Santhi Bhavan houses around 40 adults, mainly gents who were homeless and most mentally challenged. The inmates are accommodated in a very modestly built house with inadequate facilities. Don Bosco Veedu visited this centre last year during COVID when the centre ran short of finance, food and provisions. Hearing about the centre, during one of the Salesian co-operators meetings, they decided to visit Santhi Bhavan to spend time with the inmates and share a meal with them. October 2nd, Gandhi Jayanti day, was considered a perfect day.
The members were moved by the people they met there. They spent some time with the inmates, spoke to them and decided to support them to tide over some urgent financial constraints they face. The Salesian Cooperators empathised with the inmates and remarked that we often do not understand people’s sad lives. Occasional visits to such centres can help us live a life of gratitude.
The Association of Salesian Cooperators (ASC) is the movement of the laity of the Salesian Family of Don Bosco and is the third order of the Salesian Order. It is also one of the three main branches of the Salesian Family, founded directly by Don Bosco in 1876.

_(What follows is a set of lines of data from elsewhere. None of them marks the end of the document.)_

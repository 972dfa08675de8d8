//! 仪表板服务

use serde::Deserialize;
use shared::PaginatedResponse;
use shared::models::{AccountApplication, ApplicationStatus, DashboardOverview, StatCard};
use shared::request::SortOrder;
use shared::{AppError, ErrorCode};

use crate::db::Database;
use crate::utils::AppResult;

/// 账号申请列表筛选条件
#[derive(Debug, Clone, Default, Deserialize)]
pub struct ApplicationFilters {
    pub status: Option<ApplicationStatus>,
    pub region: Option<String>,
    #[serde(rename = "type")]
    pub kind: Option<String>,
}

/// 统计卡片
pub async fn statistics(db: &Database) -> Vec<StatCard> {
    let store = db.dashboard.read().await;
    store.cards.clone()
}

/// 账号申请列表 (筛选 + 按申请时间排序 + 分页)
pub async fn list_applications(
    db: &Database,
    filters: &ApplicationFilters,
    order: SortOrder,
    page: u32,
    limit: u32,
) -> PaginatedResponse<AccountApplication> {
    let store = db.dashboard.read().await;
    let mut applications: Vec<AccountApplication> = store
        .applications
        .iter()
        .filter(|a| filters.status.is_none_or(|s| a.status == s))
        .filter(|a| filters.region.as_ref().is_none_or(|r| &a.region == r))
        .filter(|a| filters.kind.as_ref().is_none_or(|k| &a.kind == k))
        .cloned()
        .collect();
    applications.sort_by(|a, b| match order {
        SortOrder::Asc => a.create_time.cmp(&b.create_time),
        SortOrder::Desc => b.create_time.cmp(&a.create_time),
    });
    PaginatedResponse::paginate(applications, page, limit)
}

/// 更新申请状态
pub async fn update_application_status(
    db: &Database,
    id: u64,
    status: ApplicationStatus,
) -> AppResult<AccountApplication> {
    let mut store = db.dashboard.write().await;
    let application = store.application_mut(id).ok_or_else(|| {
        AppError::not_found(ErrorCode::ApplicationNotFound, format!("Application {id}"))
    })?;
    application.status = status;
    Ok(application.clone())
}

/// 仪表板概览
pub async fn overview(db: &Database) -> DashboardOverview {
    let store = db.dashboard.read().await;
    let count = |status: ApplicationStatus| {
        store
            .applications
            .iter()
            .filter(|a| a.status == status)
            .count() as u32
    };

    let mut recent: Vec<AccountApplication> = store.applications.clone();
    recent.sort_by(|a, b| b.create_time.cmp(&a.create_time));

    DashboardOverview {
        statistics: store.cards.clone(),
        total_applications: store.applications.len() as u32,
        pending_applications: count(ApplicationStatus::Pending),
        approved_applications: count(ApplicationStatus::Approved),
        rejected_applications: count(ApplicationStatus::Rejected),
        recent_applications: recent.into_iter().take(5).collect(),
    }
}

#[cfg(test)]
mod tests {
    use super::*;

    #[tokio::test]
    async fn test_application_status_transition() {
        let db = Database::seeded();
        let updated = update_application_status(&db, 1, ApplicationStatus::Approved)
            .await
            .expect("update");
        assert_eq!(updated.status, ApplicationStatus::Approved);

        let err = update_application_status(&db, 999, ApplicationStatus::Approved)
            .await
            .unwrap_err();
        assert_eq!(err.code, ErrorCode::ApplicationNotFound);
    }

    #[tokio::test]
    async fn test_overview_counts() {
        let db = Database::seeded();
        let overview = overview(&db).await;
        assert_eq!(overview.total_applications, 5);
        assert_eq!(overview.pending_applications, 2);
        assert_eq!(overview.approved_applications, 2);
        assert_eq!(overview.rejected_applications, 1);
        assert_eq!(overview.statistics.len(), 4);
        // 最近的申请排在最前
        assert_eq!(overview.recent_applications[0].id, 1);
    }

    #[tokio::test]
    async fn test_application_filters() {
        let db = Database::seeded();
        let page = list_applications(
            &db,
            &ApplicationFilters {
                status: Some(ApplicationStatus::Pending),
                ..Default::default()
            },
            SortOrder::Desc,
            1,
            10,
        )
        .await;
        assert_eq!(page.pagination.total, 2);
        assert!(
            page.items
                .iter()
                .all(|a| a.status == ApplicationStatus::Pending)
        );
    }
}
//! 工具模块 - 通用工具函数和类型
//!
//! # 内容
//!
//! - [`AppError`] - 应用错误类型 (from shared::error)
//! - [`validation`] - 输入校验
//! - 日志等工具

pub mod logger;
pub mod result;
pub mod validation;

pub use result::AppResult;
pub use shared::{AppError, ErrorCategory, ErrorCode};
//! Organization Models
//!
//! Read-only organization chart and reporting-line data.

use serde::{Deserialize, Serialize};

/// Organization chart node kind
#[derive(Debug, Clone, Copy, PartialEq, Eq, Serialize, Deserialize)]
#[serde(rename_all = "lowercase")]
pub enum OrgNodeKind {
    Company,
    Department,
    Team,
}

/// Organization chart node
#[derive(Debug, Clone, Serialize, Deserialize)]
#[serde(rename_all = "camelCase")]
pub struct OrgNode {
    pub id: String,
    pub name: String,
    #[serde(rename = "type")]
    pub kind: OrgNodeKind,
    #[serde(default, skip_serializing_if = "Vec::is_empty")]
    pub children: Vec<OrgNode>,
}

/// A reporting edge between two users
#[derive(Debug, Clone, Serialize, Deserialize)]
#[serde(rename_all = "camelCase")]
pub struct ReportRelation {
    pub from: String,
    pub to: String,
    pub from_name: String,
    pub to_name: String,
}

The visit reminded me of a narrative about the visit of Abbe Pierre to Vellore Medical College I read in Fearfully and Wonderfully Made, a book by Dr Paul Brand and Philip Yancey. As a Catholic friar, Pierre was assigned to work among the beggars in Paris after World War II. He got the beggars organised, they worked together and shared what they had, and their condition improved. Soon, an organisation called Emmaus was started to perpetuate the mission with branches in other countries.
While visiting Vellore, he told Dr Paul that after years of this work in Paris, there were no beggars left in that French city. Pierre believed his organisation was about to face a severe crisis.
“I must find somebody for my beggars to help!” he declared and had begun searching in other places around the world. He feared the movement could turn inward if his people did not seek to help someone in need. They will become a powerful, prosperous organisation, and the whole spirituality will be lost. We need someone to serve. The Emmaus movement thus flourished as a serving part of Christ’s body.